Now let’s plot our null distribution and our real value:

histogram(permutedDiffs)
plot!([realDiff, realDiff], [0, 200], color="red", width=5)

So our real value (shown in red) is quite extreme compared to the null distribution of our test statistic, given the null hypothesis of no association between the experimental group and the response variable. This causes us to doubt the null.
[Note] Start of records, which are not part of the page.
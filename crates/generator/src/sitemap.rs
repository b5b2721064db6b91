//! `sitemap.xml` and `robots.txt`.

use std::fmt::{self, Write as _};

use mirrorkit_registry::{Combination, Registry, tool_page_path};

use crate::config::SiteConfig;
use crate::html::escape_xml;

/// Sitemap `changefreq` values in use.
#[derive(Debug, Clone, Copy, PartialEq, Eq)]
pub enum ChangeFreq {
    /// Home page
    Daily,
    /// Tool and overview pages
    Weekly,
    /// Combination pages and scripts
    Monthly,
}

impl fmt::Display for ChangeFreq {
    fn fmt(&self, f: &mut fmt::Formatter<'_>) -> fmt::Result {
        f.write_str(match self {
            Self::Daily => "daily",
            Self::Weekly => "weekly",
            Self::Monthly => "monthly",
        })
    }
}

/// One `<url>` entry.
#[derive(Debug, Clone, PartialEq, Eq)]
pub struct SitemapUrl {
    /// Absolute URL
    pub loc: String,
    /// Change frequency hint
    pub changefreq: ChangeFreq,
    /// Priority, as written
    pub priority: &'static str,
}

impl SitemapUrl {
    fn new(loc: String, changefreq: ChangeFreq, priority: &'static str) -> Self {
        Self {
            loc,
            changefreq,
            priority,
        }
    }
}

/// Every URL of the site: home, tools overview, tool pages, combination pages
/// and scripts.
#[must_use]
pub fn sitemap_urls(config: &SiteConfig, registry: &Registry, combinations: &[Combination]) -> Vec<SitemapUrl> {
    let mut urls = vec![
        SitemapUrl::new(config.url(""), ChangeFreq::Daily, "1.0"),
        SitemapUrl::new(config.url("tools/"), ChangeFreq::Weekly, "0.9"),
    ];
    for tool in registry.tools() {
        urls.push(SitemapUrl::new(
            config.url(&tool_page_path(tool.key())),
            ChangeFreq::Weekly,
            "0.8",
        ));
        urls.extend(
            combinations
                .iter()
                .filter(|c| c.tool == tool.key())
                .map(|c| SitemapUrl::new(config.url(&c.page_path()), ChangeFreq::Monthly, "0.7")),
        );
    }
    urls.extend(combinations.iter().map(|c| {
        SitemapUrl::new(
            config.url(&format!("scripts/{}", c.script_file_name())),
            ChangeFreq::Monthly,
            "0.5",
        )
    }));
    urls
}

/// Render the sitemap XML with one `lastmod` for every entry.
#[must_use]
pub fn render_sitemap(urls: &[SitemapUrl], lastmod: &str) -> String {
    let mut xml = String::from("<?xml version=\"1.0\" encoding=\"UTF-8\"?>\n");
    xml.push_str("<urlset xmlns=\"http://www.sitemaps.org/schemas/sitemap/0.9\">\n");
    for url in urls {
        let _ = write!(
            xml,
            "  <url>\n    <loc>{}</loc>\n    <lastmod>{lastmod}</lastmod>\n    <changefreq>{}</changefreq>\n    <priority>{}</priority>\n  </url>\n",
            escape_xml(&url.loc),
            url.changefreq,
            url.priority
        );
    }
    xml.push_str("</urlset>\n");
    xml
}

/// `robots.txt` allowing everything and pointing at the sitemap
#[must_use]
pub fn robots_txt(config: &SiteConfig) -> String {
    format!(
        "User-agent: *\nAllow: /\n\nSitemap: {}\n",
        config.url("sitemap.xml")
    )
}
We can estimate the p-value by determining how many simulated values were beyond our actual value (times 2 to make it a 2-tailed test):

pValue = 2sum(permutedDiffs .>= realDiff) / length(permutedDiffs)
0.0006

Our estimate of the p-value tends to become more precise if we increase the number of permutations (see several cells up, where we called the permuteMany() function).

The p-value is far below the usual standard alpha of 0.05, so we are comfortable in rejecting the null and concluding that experimental removal of male hindwings does appear to shorten the remating time of females mated to that male (at least in this species of cricket).

Have fun with randomness!

I find experimenting with randomness can be one of the most enjoyable aspects of writing computer simulations. I think this is one reason humans enjoy games of chance–there is a surprising aspect to randomness, but also a strange sense of order can go along with it. Using functions like rand(), randn(), and shuffle(), I encourage you to have fun incorporating randomness into your programming.